Each of the lines below must be retyped character for character.

(TASK INPUTS)

//! Ticket Model

use serde::{Deserialize, Serialize};
use uuid::Uuid;

/// 工单状态
#[derive(Debug, Clone, Copy, PartialEq, Eq, Serialize, Deserialize)]
pub enum TicketStatus {
    Waiting,
    Served,
    Delayed,
}

/// Kitchen ticket entity (后厨工单)
///
/// 1:1 with a kitchen-bound order. `is_flagged` marks a ticket that has
/// exceeded its estimated preparation time; it is set either by the delay
/// monitor or by the inline check on the ticket read path.
#[derive(Debug, Clone, Serialize, Deserialize)]
pub struct Ticket {
    pub id: Uuid,
    pub order_id: Uuid,
    pub created_on: i64,
    pub status: TicketStatus,
    pub is_flagged: bool,
}

impl Ticket {
    /// 新建 Waiting 工单
    pub fn waiting(order_id: Uuid, now: i64) -> Self {
        Self {
            id: Uuid::new_v4(),
            order_id,
            created_on: now,
            status: TicketStatus::Waiting,
            is_flagged: false,
        }
    }

    /// 标记为延迟
    pub fn mark_delayed(&mut self) {
        self.status = TicketStatus::Delayed;
        self.is_flagged = true;
    }
}
//! Server Implementation
//!
//! HTTP 服务器启动和管理

use crate::core::{Config, Result, ServerError, ServerState};

/// HTTP Server
pub struct Server {
    config: Config,
    state: Option<ServerState>,
}

impl Server {
    pub fn new(config: Config) -> Self {
        Self {
            config,
            state: None,
        }
    }

    /// Create server with existing state (for tests and embedding)
    pub fn with_state(config: Config, state: ServerState) -> Self {
        Self {
            config,
            state: Some(state),
        }
    }

    pub async fn run(&self) -> Result<()> {
        let state = match &self.state {
            Some(s) => s.clone(),
            None => ServerState::initialize(&self.config),
        };

        // Start background tasks (delay monitor)
        let tasks = state.start_background_tasks();

        let app = crate::api::router(state);

        let addr = std::net::SocketAddr::from(([0, 0, 0, 0], self.config.http_port));
        tracing::info!("Order server listening on {}", addr);

        let listener = tokio::net::TcpListener::bind(addr)
            .await
            .map_err(|e| ServerError::Internal(e.into()))?;

        let shutdown = async {
            let _ = tokio::signal::ctrl_c().await;
            tracing::info!("Shutting down...");
        };

        axum::serve(listener, app)
            .with_graceful_shutdown(shutdown)
            .await
            .map_err(|e| ServerError::Internal(e.into()))?;

        // 中断监控会话，等待后台任务退出
        tasks.shutdown().await;

        Ok(())
    }
}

(End TASK INPUTS)

WRITTEN SOLUTION
//! Ticket Model

use serde::{Deserialize, Serialize};
use uuid::Uuid;

/// 工单状态
#[derive(Debug, Clone, Copy, PartialEq, Eq, Serialize, Deserialize)]
pub enum TicketStatus {
    Waiting,
    Served,
    Delayed,
}

/// Kitchen ticket entity (后厨工单)
///
/// 1:1 with a kitchen-bound order. `is_flagged` marks a ticket that has
/// exceeded its estimated preparation time; it is set either by the delay
/// monitor or by the inline check on the ticket read path.
#[derive(Debug, Clone, Serialize, Deserialize)]
pub struct Ticket {
    pub id: Uuid,
    pub order_id: Uuid,
    pub created_on: i64,
    pub status: TicketStatus,
    pub is_flagged: bool,
}

impl Ticket {
    /// 新建 Waiting 工单
    pub fn waiting(order_id: Uuid, now: i64) -> Self {
        Self {
            id: Uuid::new_v4(),
            order_id,
            created_on: now,
            status: TicketStatus::Waiting,
            is_flagged: false,
        }
    }

    /// 标记为延迟
    pub fn mark_delayed(&mut self) {
        self.status = TicketStatus::Delayed;
        self.is_flagged = true;
    }
}
//! Server Implementation
//!
//! HTTP 服务器启动和管理

use crate::core::{Config, Result, ServerError, ServerState};

/// HTTP Server
pub struct Server {
    config: Config,
    state: Option<ServerState>,
}

impl Server {
    pub fn new(config: Config) -> Self {
        Self {
            config,
            state: None,
        }
    }

    /// Create server with existing state (for tests and embedding)
    pub fn with_state(config: Config, state: ServerState) -> Self {
        Self {
            config,
            state: Some(state),
        }
    }

    pub async fn run(&self) -> Result<()> {
        let state = match &self.state {
            Some(s) => s.clone(),
            None => ServerState::initialize(&self.config),
        };

        // Start background tasks (delay monitor)
        let tasks = state.start_background_tasks();

        let app = crate::api::router(state);

        let addr = std::net::SocketAddr::from(([0, 0, 0, 0], self.config.http_port));
        tracing::info!("Order server listening on {}", addr);

        let listener = tokio::net::TcpListener::bind(addr)
            .await
            .map_err(|e| ServerError::Internal(e.into()))?;

        let shutdown = async {
            let _ = tokio::signal::ctrl_c().await;
            tracing::info!("Shutting down...");
        };

        axum::serve(listener, app)
            .with_graceful_shutdown(shutdown)
            .await
            .map_err(|e| ServerError::Internal(e.into()))?;

        // 中断监控会话，等待后台任务退出
        tasks.shutdown().await;

        Ok(())
    }
}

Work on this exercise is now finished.